Start of DATA TO USE
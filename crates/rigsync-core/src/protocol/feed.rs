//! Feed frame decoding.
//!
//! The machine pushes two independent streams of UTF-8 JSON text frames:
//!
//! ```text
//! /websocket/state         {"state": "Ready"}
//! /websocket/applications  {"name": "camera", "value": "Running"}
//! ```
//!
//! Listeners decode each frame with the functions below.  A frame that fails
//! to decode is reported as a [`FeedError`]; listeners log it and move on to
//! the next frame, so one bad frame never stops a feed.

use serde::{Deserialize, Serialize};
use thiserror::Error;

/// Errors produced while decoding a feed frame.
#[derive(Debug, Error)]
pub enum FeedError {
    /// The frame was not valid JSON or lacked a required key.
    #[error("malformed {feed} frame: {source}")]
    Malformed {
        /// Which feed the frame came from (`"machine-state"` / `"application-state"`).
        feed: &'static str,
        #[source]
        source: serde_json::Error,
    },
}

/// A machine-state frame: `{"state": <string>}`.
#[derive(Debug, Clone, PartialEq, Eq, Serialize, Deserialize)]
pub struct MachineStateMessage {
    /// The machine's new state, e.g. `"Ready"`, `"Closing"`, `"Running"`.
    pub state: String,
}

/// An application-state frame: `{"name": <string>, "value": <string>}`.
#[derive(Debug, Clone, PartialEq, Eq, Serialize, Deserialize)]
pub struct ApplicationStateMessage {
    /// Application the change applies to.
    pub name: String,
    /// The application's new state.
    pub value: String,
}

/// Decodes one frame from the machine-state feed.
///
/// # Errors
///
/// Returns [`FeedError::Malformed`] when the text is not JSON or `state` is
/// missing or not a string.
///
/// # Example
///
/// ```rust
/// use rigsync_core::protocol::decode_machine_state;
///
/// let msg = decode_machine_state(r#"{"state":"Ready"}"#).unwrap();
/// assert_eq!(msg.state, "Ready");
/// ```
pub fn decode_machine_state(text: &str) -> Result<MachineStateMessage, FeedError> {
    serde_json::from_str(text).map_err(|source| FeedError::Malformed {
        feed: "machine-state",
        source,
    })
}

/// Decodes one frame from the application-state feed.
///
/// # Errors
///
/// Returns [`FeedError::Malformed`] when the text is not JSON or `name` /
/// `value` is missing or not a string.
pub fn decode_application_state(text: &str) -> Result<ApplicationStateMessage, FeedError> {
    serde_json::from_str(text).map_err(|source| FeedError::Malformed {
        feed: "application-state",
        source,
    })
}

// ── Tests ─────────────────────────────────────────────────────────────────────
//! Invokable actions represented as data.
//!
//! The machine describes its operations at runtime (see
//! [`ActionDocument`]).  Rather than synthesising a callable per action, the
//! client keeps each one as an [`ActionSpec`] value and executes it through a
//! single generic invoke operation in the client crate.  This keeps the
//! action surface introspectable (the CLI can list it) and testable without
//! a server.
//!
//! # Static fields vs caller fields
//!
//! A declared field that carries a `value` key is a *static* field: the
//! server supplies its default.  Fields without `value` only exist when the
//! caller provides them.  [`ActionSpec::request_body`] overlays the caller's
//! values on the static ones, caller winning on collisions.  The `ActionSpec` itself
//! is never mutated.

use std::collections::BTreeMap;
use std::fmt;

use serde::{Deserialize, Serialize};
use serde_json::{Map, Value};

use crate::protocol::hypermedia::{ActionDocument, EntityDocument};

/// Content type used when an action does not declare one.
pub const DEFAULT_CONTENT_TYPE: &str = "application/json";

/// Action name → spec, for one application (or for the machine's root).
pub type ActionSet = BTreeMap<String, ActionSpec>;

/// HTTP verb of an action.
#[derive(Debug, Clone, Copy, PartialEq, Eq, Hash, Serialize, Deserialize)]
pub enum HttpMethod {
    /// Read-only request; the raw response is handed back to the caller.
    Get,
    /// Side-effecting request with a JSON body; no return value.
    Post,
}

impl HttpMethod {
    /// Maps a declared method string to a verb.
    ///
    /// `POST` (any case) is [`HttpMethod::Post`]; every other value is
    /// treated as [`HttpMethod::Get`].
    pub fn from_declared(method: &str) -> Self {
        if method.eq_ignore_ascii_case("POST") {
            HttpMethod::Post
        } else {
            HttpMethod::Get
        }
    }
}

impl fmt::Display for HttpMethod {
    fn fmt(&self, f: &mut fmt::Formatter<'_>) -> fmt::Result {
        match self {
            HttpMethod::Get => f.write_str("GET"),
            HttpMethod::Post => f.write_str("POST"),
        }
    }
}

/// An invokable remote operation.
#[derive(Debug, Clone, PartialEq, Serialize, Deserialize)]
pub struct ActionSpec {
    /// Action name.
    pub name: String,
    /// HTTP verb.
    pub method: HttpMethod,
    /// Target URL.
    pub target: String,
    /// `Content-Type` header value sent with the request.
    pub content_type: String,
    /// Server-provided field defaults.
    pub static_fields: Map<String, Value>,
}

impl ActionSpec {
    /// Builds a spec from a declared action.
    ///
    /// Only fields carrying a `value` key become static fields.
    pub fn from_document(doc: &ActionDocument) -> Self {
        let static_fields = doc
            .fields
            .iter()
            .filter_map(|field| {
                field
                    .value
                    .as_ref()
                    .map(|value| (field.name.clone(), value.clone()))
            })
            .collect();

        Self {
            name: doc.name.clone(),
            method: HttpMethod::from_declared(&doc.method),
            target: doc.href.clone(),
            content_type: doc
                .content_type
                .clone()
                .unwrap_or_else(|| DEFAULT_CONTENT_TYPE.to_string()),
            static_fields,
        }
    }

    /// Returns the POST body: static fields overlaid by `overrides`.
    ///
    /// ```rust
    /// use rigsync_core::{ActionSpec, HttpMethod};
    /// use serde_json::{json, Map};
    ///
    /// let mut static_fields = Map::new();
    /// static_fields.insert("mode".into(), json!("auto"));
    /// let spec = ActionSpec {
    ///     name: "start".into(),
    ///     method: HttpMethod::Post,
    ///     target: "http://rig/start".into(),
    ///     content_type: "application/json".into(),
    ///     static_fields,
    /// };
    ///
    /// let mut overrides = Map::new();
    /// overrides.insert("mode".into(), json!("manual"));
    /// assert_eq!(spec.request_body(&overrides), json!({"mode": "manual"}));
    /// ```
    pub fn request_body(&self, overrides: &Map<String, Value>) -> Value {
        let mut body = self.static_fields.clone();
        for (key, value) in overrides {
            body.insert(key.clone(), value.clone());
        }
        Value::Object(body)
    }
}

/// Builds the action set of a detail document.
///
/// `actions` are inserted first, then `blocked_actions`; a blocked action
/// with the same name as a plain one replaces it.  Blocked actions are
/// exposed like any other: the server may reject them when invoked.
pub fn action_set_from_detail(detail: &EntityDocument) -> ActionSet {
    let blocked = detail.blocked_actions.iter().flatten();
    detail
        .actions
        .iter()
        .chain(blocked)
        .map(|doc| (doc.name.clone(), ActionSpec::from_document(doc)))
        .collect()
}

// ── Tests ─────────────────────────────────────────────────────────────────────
End of DATA TO USE
Could you return all of the data exactly as written?

» RESULT OF THIS TASK:
filename crates/rigsync-core/src/protocol/feed.rs
//! Feed frame decoding.
//!
//! The machine pushes two independent streams of UTF-8 JSON text frames:
//!
//! ```text
//! /websocket/state         {"state": "Ready"}
//! /websocket/applications  {"name": "camera", "value": "Running"}
//! ```
//!
//! Listeners decode each frame with the functions below.  A frame that fails
//! to decode is reported as a [`FeedError`]; listeners log it and move on to
//! the next frame, so one bad frame never stops a feed.

use serde::{Deserialize, Serialize};
use thiserror::Error;

/// Errors produced while decoding a feed frame.
#[derive(Debug, Error)]
pub enum FeedError {
    /// The frame was not valid JSON or lacked a required key.
    #[error("malformed {feed} frame: {source}")]
    Malformed {
        /// Which feed the frame came from (`"machine-state"` / `"application-state"`).
        feed: &'static str,
        #[source]
        source: serde_json::Error,
    },
}

/// A machine-state frame: `{"state": <string>}`.
#[derive(Debug, Clone, PartialEq, Eq, Serialize, Deserialize)]
pub struct MachineStateMessage {
    /// The machine's new state, e.g. `"Ready"`, `"Closing"`, `"Running"`.
    pub state: String,
}

/// An application-state frame: `{"name": <string>, "value": <string>}`.
#[derive(Debug, Clone, PartialEq, Eq, Serialize, Deserialize)]
pub struct ApplicationStateMessage {
    /// Application the change applies to.
    pub name: String,
    /// The application's new state.
    pub value: String,
}

/// Decodes one frame from the machine-state feed.
///
/// # Errors
///
/// Returns [`FeedError::Malformed`] when the text is not JSON or `state` is
/// missing or not a string.
///
/// # Example
///
/// ```rust
/// use rigsync_core::protocol::decode_machine_state;
///
/// let msg = decode_machine_state(r#"{"state":"Ready"}"#).unwrap();
/// assert_eq!(msg.state, "Ready");
/// ```
pub fn decode_machine_state(text: &str) -> Result<MachineStateMessage, FeedError> {
    serde_json::from_str(text).map_err(|source| FeedError::Malformed {
        feed: "machine-state",
        source,
    })
}

/// Decodes one frame from the application-state feed.
///
/// # Errors
///
/// Returns [`FeedError::Malformed`] when the text is not JSON or `name` /
/// `value` is missing or not a string.
pub fn decode_application_state(text: &str) -> Result<ApplicationStateMessage, FeedError> {
    serde_json::from_str(text).map_err(|source| FeedError::Malformed {
        feed: "application-state",
        source,
    })
}

// ── Tests ─────────────────────────────────────────────────────────────────────
//! Invokable actions represented as data.
//!
//! The machine describes its operations at runtime (see
//! [`ActionDocument`]).  Rather than synthesising a callable per action, the
//! client keeps each one as an [`ActionSpec`] value and executes it through a
//! single generic invoke operation in the client crate.  This keeps the
//! action surface introspectable (the CLI can list it) and testable without
//! a server.
//!
//! # Static fields vs caller fields
//!
//! A declared field that carries a `value` key is a *static* field: the
//! server supplies its default.  Fields without `value` only exist when the
//! caller provides them.  [`ActionSpec::request_body`] overlays the caller's
//! values on the static ones, caller winning on collisions.  The `ActionSpec` itself
//! is never mutated.

use std::collections::BTreeMap;
use std::fmt;

use serde::{Deserialize, Serialize};
use serde_json::{Map, Value};

use crate::protocol::hypermedia::{ActionDocument, EntityDocument};

/// Content type used when an action does not declare one.
pub const DEFAULT_CONTENT_TYPE: &str = "application/json";

/// Action name → spec, for one application (or for the machine's root).
pub type ActionSet = BTreeMap<String, ActionSpec>;

/// HTTP verb of an action.
#[derive(Debug, Clone, Copy, PartialEq, Eq, Hash, Serialize, Deserialize)]
pub enum HttpMethod {
    /// Read-only request; the raw response is handed back to the caller.
    Get,
    /// Side-effecting request with a JSON body; no return value.
    Post,
}

impl HttpMethod {
    /// Maps a declared method string to a verb.
    ///
    /// `POST` (any case) is [`HttpMethod::Post`]; every other value is
    /// treated as [`HttpMethod::Get`].
    pub fn from_declared(method: &str) -> Self {
        if method.eq_ignore_ascii_case("POST") {
            HttpMethod::Post
        } else {
            HttpMethod::Get
        }
    }
}

impl fmt::Display for HttpMethod {
    fn fmt(&self, f: &mut fmt::Formatter<'_>) -> fmt::Result {
        match self {
            HttpMethod::Get => f.write_str("GET"),
            HttpMethod::Post => f.write_str("POST"),
        }
    }
}

/// An invokable remote operation.
#[derive(Debug, Clone, PartialEq, Serialize, Deserialize)]
pub struct ActionSpec {
    /// Action name.
    pub name: String,
    /// HTTP verb.
    pub method: HttpMethod,
    /// Target URL.
    pub target: String,
    /// `Content-Type` header value sent with the request.
    pub content_type: String,
    /// Server-provided field defaults.
    pub static_fields: Map<String, Value>,
}

impl ActionSpec {
    /// Builds a spec from a declared action.
    ///
    /// Only fields carrying a `value` key become static fields.
    pub fn from_document(doc: &ActionDocument) -> Self {
        let static_fields = doc
            .fields
            .iter()
            .filter_map(|field| {
                field
                    .value
                    .as_ref()
                    .map(|value| (field.name.clone(), value.clone()))
            })
            .collect();

        Self {
            name: doc.name.clone(),
            method: HttpMethod::from_declared(&doc.method),
            target: doc.href.clone(),
            content_type: doc
                .content_type
                .clone()
                .unwrap_or_else(|| DEFAULT_CONTENT_TYPE.to_string()),
            static_fields,
        }
    }

    /// Returns the POST body: static fields overlaid by `overrides`.
    ///
    /// ```rust
    /// use rigsync_core::{ActionSpec, HttpMethod};
    /// use serde_json::{json, Map};
    ///
    /// let mut static_fields = Map::new();
    /// static_fields.insert("mode".into(), json!("auto"));
    /// let spec = ActionSpec {
    ///     name: "start".into(),
    ///     method: HttpMethod::Post,
    ///     target: "http://rig/start".into(),
    ///     content_type: "application/json".into(),
    ///     static_fields,
    /// };
    ///
    /// let mut overrides = Map::new();
    /// overrides.insert("mode".into(), json!("manual"));
    /// assert_eq!(spec.request_body(&overrides), json!({"mode": "manual"}));
    /// ```
    pub fn request_body(&self, overrides: &Map<String, Value>) -> Value {
        let mut body = self.static_fields.clone();
        for (key, value) in overrides {
            body.insert(key.clone(), value.clone());
        }
        Value::Object(body)
    }
}

/// Builds the action set of a detail document.
///
/// `actions` are inserted first, then `blocked_actions`; a blocked action
/// with the same name as a plain one replaces it.  Blocked actions are
/// exposed like any other: the server may reject them when invoked.
pub fn action_set_from_detail(detail: &EntityDocument) -> ActionSet {
    let blocked = detail.blocked_actions.iter().flatten();
    detail
        .actions
        .iter()
        .chain(blocked)
        .map(|doc| (doc.name.clone(), ActionSpec::from_document(doc)))
        .collect()
}

// ── Tests ─────────────────────────────────────────────────────────────────────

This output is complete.